Financial Results
Net Revenues Rise At Morgan Stanley; Wealth Inflows Increase
The US firm continued a series of Q3 reports from large financial organizations, with results reflecting market gains and rising inflows. Provisions for credit losses increased in the quarter from the year before, however.
Morgan Stanley has reported a rise in group net revenues of $13.3 billion for the third quarter ended September 30, rising from around $13.0 billion a year ago.
Net income applicable to Morgan Stanley was $2.4 billion, or $1.38 per diluted share, compared with net income of $2.6 billion, or $1.47 per diluted share, the Wall Street-listed firm said in a statement yesterday.

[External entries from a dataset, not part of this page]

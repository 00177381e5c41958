// wowsdirectory - util/logging.rs
//
// Structured logging with runtime-selectable debug mode.
//
// Activation:
//   - Environment variable: RUST_LOG=debug (or trace)
//   - CLI flag: --debug
//   - Config file: [logging] level = "debug"
//
// Output: stderr only. stdout carries the resolved paths and must stay clean
// for scripts that consume it.

use tracing_subscriber::EnvFilter;

/// Pick the filter directive with the documented priority.
///
/// Priority: RUST_LOG env var > CLI --debug flag > config level > default "info".
fn select_filter(env_set: bool, debug_flag: bool, config_level: Option<&str>) -> EnvFilter {
    if env_set {
        EnvFilter::from_default_env()
    } else if debug_flag {
        EnvFilter::new("debug")
    } else if let Some(level) = config_level {
        EnvFilter::new(level)
    } else {
        EnvFilter::new(super::constants::DEFAULT_LOG_LEVEL)
    }
}

/// Initialise the logging subsystem.
///
/// `debug_flag` is true when the user passed --debug on the CLI.
/// `config_level` is the level from config.toml (if present).
pub fn init(debug_flag: bool, config_level: Option<&str>) {
    let filter = select_filter(
        std::env::var("RUST_LOG").is_ok(),
        debug_flag,
        config_level,
    );

    tracing_subscriber::fmt()
        .with_env_filter(filter)
        .with_writer(std::io::stderr)
        .with_target(true)
        .with_file(true)
        .with_line_number(true)
        .compact()
        .init();

    tracing::debug!(
        app = super::constants::APP_NAME,
        version = super::constants::APP_VERSION,
        "Logging initialised"
    );
}
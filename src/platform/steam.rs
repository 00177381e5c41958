// wowsdirectory - platform/steam.rs
//
// Steam library lookup. Steam keeps its own library metadata, so a Steam
// install is found without the launcher's registry entries.

use crate::util::error::DiscoveryError;
use std::path::PathBuf;
use steamlocate::SteamDir;

/// Resolve the install directory of `app_id` across all Steam libraries.
///
/// `Ok(None)` means Steam is installed but the app is not.
pub fn find_app_dir(app_id: u32) -> Result<Option<PathBuf>, DiscoveryError> {
    let steam = SteamDir::locate().map_err(|source| DiscoveryError::Steam { source })?;
    tracing::debug!(steam = %steam.path().display(), "Located Steam");

    let found = steam
        .find_app(app_id)
        .map_err(|source| DiscoveryError::Steam { source })?;

    Ok(found.map(|(app, library)| library.resolve_app_dir(&app)))
}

Compensation costs rose to $5.935 billion from $5.614 billion. The firm provided more for potential credit losses, rising to $134 million from $35 million in the same quarter of 2022. Return on tangible equity dipped to 13.5 per cent from 14.6 per cent.
“Our equity and fixed income businesses navigated markets well, and both wealth and investment management produced higher revenues and profits year-over-year,” James Gorman, chief executive, said.
Wealth management delivered a pre-tax margin of 26.7 per cent, the firm said. Its net revenues stood at $6.404 billion, reflecting increased asset management revenues on higher average asset levels compared with a year ago. The quarter included fee-based flows of $22.5 billion, rising from $16.7 billion.
Wealth management net revenues rose to $6.404 billion in the quarter from $6.12 billion a year earlier. Net new assets stood at $35.7 billion, falling from $64.8 billion. Total fee-based client assets were $1.857 billion at the end of the quarter, it said.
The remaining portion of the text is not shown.